Cette violence économique secrète des réactions paysannes de rejet. Prise comme riposte, ce rejet a été analysé autour du basculement de l’agriculture rentière d’exportation pour d’autres productions souvent hors filières promues par l’Etat. La multiplicité de telles pratiques fonde l’observation selon laquelle « la paysannerie […] n’a toujours pas été « capturée » par d’autres classes sociales, les paysans africains ne sont soumis ni par la pénétration du capitalisme ni par les régimes [étatiques] » (Hyden, 1980 :139). Traduite sur le terrain camerounais, c’est la fin du règne du cacao/café comme socle économique exclusif chez les paysans (Courade, 1994). Le tissu économique villageois connaît ainsi une restructuration depuis deux décennies. Dans le grand Sud du pays, elle s’exprime, selon les villages, soit par une logique concurrentielle portée par des activités nouvelles qui mettent fin au règne du café/cacao comme socle économique exclusif chez les paysans, soit par un délaissement définitif de ces cultures de rente au profit d’activités production inédites (Meliki, 2017 ; Meliki, 2019).

Jusqu’ici, les éléments de la riposte paysanne ont davantage été interprétés sous une perspective mettant en exergue la chute historique des cours qu’aggrave la prédation financière de l’Etat, et le besoin paysan de trouver des sources substitutives de revenus plus rentables. L’analyse économiciste a été sanctuarisée. Ce prisme décrit comment la logique de gestion exclusive de l’État, doublée des prélèvements abusifs, dans la filière cacao/café et la volonté souverainiste paysanne d’accéder pleinement aux revenus générés par ces productions, donnent cours à l’adoption de nouvelles production économiques à logique contestataire dont le rôle est d’empêcher l’État de lever des taxes non justifiées. Des travaux d’OCISCA2 jusqu’à ceux de Jean-Marc Ela, le dénominateur commun des démonstrations était cette logique de repli vers des secteurs de production qui permettent aux paysans de garder, si ce n’est tout le revenu avec soi, au moins une grande partie.
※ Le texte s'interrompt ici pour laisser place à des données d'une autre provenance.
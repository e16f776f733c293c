// Logging shims. With the `defmt` feature the macros forward to `defmt`, otherwise
// they only borrow their arguments so call sites compile the same either way.
#![allow(unused_macros)]

macro_rules! trace {
    ($s:literal $(, $x:expr)* $(,)?) => {
        {
            #[cfg(feature = "defmt")]
            ::defmt::trace!($s $(, $x)*);
            #[cfg(not(feature = "defmt"))]
            let _ = ($( & $x ),*);
        }
    };
}

macro_rules! debug {
    ($s:literal $(, $x:expr)* $(,)?) => {
        {
            #[cfg(feature = "defmt")]
            ::defmt::debug!($s $(, $x)*);
            #[cfg(not(feature = "defmt"))]
            let _ = ($( & $x ),*);
        }
    };
}

macro_rules! warn {
    ($s:literal $(, $x:expr)* $(,)?) => {
        {
            #[cfg(feature = "defmt")]
            ::defmt::warn!($s $(, $x)*);
            #[cfg(not(feature = "defmt"))]
            let _ = ($( & $x ),*);
        }
    };
}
Cette journée d’étude prioritairement orientée vers des questionnements liés au monde paysan et plus généralement aux problématisations classiques de sociologie rurale, invite donc à renouveler les analyses en étendant le concept de violence économique non plus seulement sur la seule catégorie paysanne et ses cultures de rente, mais sur l’ensemble de la population rurale et ses activités de production qui la mettent en rapport avec des milieux situés hors des frontières du village. La journée d’étude appelle à dépasser le schème moniste économiciste ayant pour figure le numéraire, d’ailleurs largement démontrée, en tant que forme et signification de la riposte contre la violence économique.

Il s’agit ici d’explorer d’autres grilles interprétatives des ripostes paysannes face à la violence économique. Y a-t-il d’autres lectures possibles que cette logique du numéraire dans les activités rurales en marge de l’économie cacaoyère et caféière ? La paysannerie poursuit-elle par sa riposte autre chose en plus du gain en argent ? En effet, une riposte contre la violence économique ne peut s’exprimer sous le seul mode d’érection de filières configurées dans la logique de gains meilleurs. Ne peut-on extraire une intelligibilité autre que celle du seul calcul du marché et de la rémunération dont le porte étendard est l’homo oeconomicus dans les activités de riposte ?

Modalités de soumission

Les propositions de communication en français ou en anglais sont à envoyer

avant le 15 février 2020

sous forme de résumé de 300 à 500 mots aux adresses suivantes :

  • labo@ceresc.org
  • marcellinlebongo@yahoo.fr
  • salifndam@gmail.com
  • morellm2003@yahoo.fr
  • salomonessaga@yahoo.fr

Elles comprendront les éléments suivants : Titre de la communication, nom et prénom du chercheur, Université ou organisme de rattachement, résumé de la communication, mots-clés. Le comité d’organisation insiste fortement sur le caractère original et récent du travail proposé.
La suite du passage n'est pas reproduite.